**What you should do**.
Say how many lines in the records contain the string "InvalidEncoding". Nothing but the number should be given.

(Dataset entries)
== Segment start ==

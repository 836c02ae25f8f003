//! Error types for the benchmark harness and the representations it drives.

use thiserror::Error;

use crate::trial::Operation;

/// Error variants for workload generation, trials and structure decoding.
#[derive(Debug, Error)]
pub enum Error {
    /// A representation disagreed with the oracle. Fatal: the run is aborted.
    #[error("correctness defect: {representation} returned a wrong {operation} result in cell [{cell}]: {detail}")]
    CorrectnessDefect {
        /// Registered name of the failing representation.
        representation: &'static str,
        /// The operation whose result diverged.
        operation: Operation,
        /// Distribution, variant and density of the failing cell.
        cell: String,
        /// Expected vs. actual summary.
        detail: String,
    },

    /// The memory probe could not be initialized; probed footprints are omitted.
    #[error("memory probe unavailable: {0}")]
    ProbeUnavailable(String),

    /// The universe size must be positive.
    #[error("invalid universe size: {0}")]
    InvalidUniverse(u32),

    /// The density is outside `(0, 1]` or yields an empty workload.
    #[error("invalid density {density} for universe size {universe}")]
    InvalidDensity {
        /// Requested density.
        density: f64,
        /// Universe size it was requested for.
        universe: u32,
    },

    /// A workload value does not fit in the universe.
    #[error("value {value} outside universe [0, {universe})")]
    ValueOutOfUniverse {
        /// Offending value.
        value: u32,
        /// Exclusive upper bound.
        universe: u32,
    },

    /// The experiment configuration failed validation.
    #[error("invalid configuration: {0}")]
    InvalidConfig(String),

    /// An index was provided that is out of the structure's bounds.
    #[error("index out of bounds: {0}")]
    IndexOutOfBounds(usize),

    /// A selection query was performed for a rank that does not exist.
    #[error("invalid selection: rank {0} not found")]
    InvalidSelection(usize),

    /// A binary encoding could not be decoded.
    #[error("invalid encoding: {0}")]
    InvalidEncoding(String),

    /// An I/O error occurred while writing the report.
    #[error("io error: {0}")]
    Io(#[from] std::io::Error),
}

/// A specialized Result type for harness operations.
pub type Result<T> = std::result::Result<T, Error>;
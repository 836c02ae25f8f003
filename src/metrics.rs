//! Per-cell accumulation and normalization of trial measurements.

use std::time::Duration;

use crate::trial::Measurement;

/// Sums of every [`Measurement`] recorded for one representation in one cell.
#[derive(Debug, Clone, PartialEq)]
pub struct RepresentationTotals {
    /// Registered representation name.
    pub name: &'static str,
    /// Total build time, both workloads.
    pub build: Duration,
    /// Total intersection time.
    pub intersect: Duration,
    /// Total union time.
    pub union: Duration,
    /// Total delete time.
    pub delete: Duration,
    /// Values inserted across all builds.
    pub elements_built: u64,
    /// Analytic footprint across all builds, in bits.
    pub estimated_bits: u64,
    /// Probed footprint across all builds; `None` once any repetition lacked a probe.
    pub true_bits: Option<u64>,
    /// Repetitions recorded.
    pub repetitions: u64,
}

impl RepresentationTotals {
    fn new(name: &'static str) -> Self {
        Self {
            name,
            build: Duration::ZERO,
            intersect: Duration::ZERO,
            union: Duration::ZERO,
            delete: Duration::ZERO,
            elements_built: 0,
            estimated_bits: 0,
            true_bits: Some(0),
            repetitions: 0,
        }
    }

    fn add(&mut self, m: &Measurement) {
        self.build += m.build;
        self.intersect += m.intersect;
        self.union += m.union;
        self.delete += m.delete;
        self.elements_built += m.elements_built;
        self.estimated_bits += m.estimated_bits;
        self.true_bits = self.true_bits.zip(m.true_bits).map(|(a, b)| a + b);
        self.repetitions += 1;
    }

    /// Normalize these totals for a cell at `density` over `universe`.
    ///
    /// Times are averaged per repetition, build time is divided by the number
    /// of elements built, and footprints are divided by the nominal element
    /// count `repetitions * 2 * N * d`. Empty totals normalize to zero.
    pub fn summarize(&self, universe: u32, density: f64) -> RepresentationSummary {
        let reps = self.repetitions as f64;
        let nominal = reps * 2.0 * f64::from(universe) * density;
        let bits = |total: u64| ratio(total as f64, nominal);
        RepresentationSummary {
            name: self.name,
            intersect_ns: ratio(nanos(self.intersect), reps),
            build_ns_per_element: ratio(nanos(self.build), self.elements_built as f64),
            delete_ns: ratio(nanos(self.delete), reps),
            union_ns: ratio(nanos(self.union), reps),
            bits_per_int: bits(self.estimated_bits),
            true_bits_per_int: if self.repetitions == 0 {
                None
            } else {
                self.true_bits.map(bits)
            },
        }
    }
}

/// One representation's normalized numbers for one report row.
#[derive(Debug, Clone, PartialEq)]
pub struct RepresentationSummary {
    /// Registered representation name.
    pub name: &'static str,
    /// Average intersection time, ns.
    pub intersect_ns: f64,
    /// Build time per element, ns.
    pub build_ns_per_element: f64,
    /// Average delete time, ns.
    pub delete_ns: f64,
    /// Average union time, ns.
    pub union_ns: f64,
    /// Analytic bits per integer.
    pub bits_per_int: f64,
    /// Probed bits per integer, when a probe was available.
    pub true_bits_per_int: Option<f64>,
}

/// Accumulates measurements for every representation of one cell.
#[derive(Debug, Clone)]
pub struct MetricsAggregator {
    totals: Vec<RepresentationTotals>,
}

impl MetricsAggregator {
    /// One slot per representation, in registration order.
    pub fn new(names: impl IntoIterator<Item = &'static str>) -> Self {
        Self {
            totals: names.into_iter().map(RepresentationTotals::new).collect(),
        }
    }

    /// Add a measurement for the representation at `index`.
    ///
    /// Indices outside the registry are ignored.
    pub fn record(&mut self, index: usize, measurement: &Measurement) {
        if let Some(totals) = self.totals.get_mut(index) {
            totals.add(measurement);
        }
    }

    /// Raw sums, in registration order.
    pub fn totals(&self) -> &[RepresentationTotals] {
        &self.totals
    }

    /// Normalized numbers, in registration order.
    pub fn summarize(&self, universe: u32, density: f64) -> Vec<RepresentationSummary> {
        self.totals
            .iter()
            .map(|t| t.summarize(universe, density))
            .collect()
    }
}

fn nanos(d: Duration) -> f64 {
    d.as_nanos() as f64
}

fn ratio(num: f64, den: f64) -> f64 {
    if den > 0.0 {
        num / den
    } else {
        0.0
    }
}

#[cfg(test)]
mod tests {
    use super::*;

    fn measurement(ns: u64, true_bits: Option<u64>) -> Measurement {
        Measurement {
            build: Duration::from_nanos(ns * 200),
            intersect: Duration::from_nanos(ns),
            union: Duration::from_nanos(ns * 2),
            delete: Duration::from_nanos(ns * 3),
            elements_built: 200,
            estimated_bits: 1600,
            true_bits,
        }
    }

    #[test]
    fn normalization() {
        let mut agg = MetricsAggregator::new(["a", "b"]);
        agg.record(0, &measurement(10, Some(3200)));
        agg.record(0, &measurement(30, Some(3200)));
        let s = &agg.summarize(1000, 0.1)[0];
        assert_eq!(s.name, "a");
        assert_eq!(s.intersect_ns, 20.0);
        assert_eq!(s.union_ns, 40.0);
        assert_eq!(s.delete_ns, 60.0);
        // 8000 ns of build over 400 elements.
        assert_eq!(s.build_ns_per_element, 20.0);
        // 3200 bits over 2 reps * 2 * 100 elements.
        assert_eq!(s.bits_per_int, 8.0);
        assert_eq!(s.true_bits_per_int, Some(16.0));
    }

    #[test]
    fn probe_gap_drops_true_bits() {
        let mut agg = MetricsAggregator::new(["a"]);
        agg.record(0, &measurement(10, Some(100)));
        agg.record(0, &measurement(10, None));
        assert_eq!(agg.totals()[0].true_bits, None);
        assert_eq!(agg.summarize(1000, 0.1)[0].true_bits_per_int, None);
    }

    #[test]
    fn empty_totals_are_finite() {
        let agg = MetricsAggregator::new(["a"]);
        let s = &agg.summarize(1000, 0.1)[0];
        for v in [s.intersect_ns, s.build_ns_per_element, s.bits_per_int] {
            assert!(v.is_finite() && v >= 0.0);
        }
        assert_eq!(s.true_bits_per_int, None);
    }
}
impl<'a> ByteReader<'a> {
    pub(crate) fn new(bytes: &'a [u8]) -> Self {
        Self { bytes, off: 0 }
    }

    pub(crate) fn take(&mut self, n: usize) -> Result<&'a [u8]> {
        if n > self.bytes.len() - self.off {
            return Err(Error::InvalidEncoding(
                "unexpected end of input".to_string(),
            ));
        }
        let slice = &self.bytes[self.off..self.off + n];
        self.off += n;
        Ok(slice)
    }

    /// Consume and return everything not read yet.
    pub(crate) fn rest(&mut self) -> &'a [u8] {
        let slice = &self.bytes[self.off..];
        self.off = self.bytes.len();
        slice
    }

    pub(crate) fn u32(&mut self) -> Result<u32> {
        let mut buf = [0u8; 4];
        buf.copy_from_slice(self.take(4)?);
        Ok(u32::from_le_bytes(buf))
    }

    pub(crate) fn u64(&mut self) -> Result<u64> {
        let mut buf = [0u8; 8];
        buf.copy_from_slice(self.take(8)?);
        Ok(u64::from_le_bytes(buf))
    }

    /// Read a u64 element count and reject counts the remaining input cannot hold.
    pub(crate) fn len_prefix(&mut self, elem_size: usize) -> Result<usize> {
        let n = self.u64()? as usize;
        if n.saturating_mul(elem_size) > self.bytes.len() - self.off {
            return Err(Error::InvalidEncoding(format!(
                "length prefix {n} exceeds remaining input"
            )));
        }
        Ok(n)
    }

    pub(crate) fn finish(self, what: &str) -> Result<()> {
        if self.off != self.bytes.len() {
            return Err(Error::InvalidEncoding(format!(
                "trailing bytes after {what}"
            )));
        }
        Ok(())
    }
}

== Segment end ==

**Final answer**.
4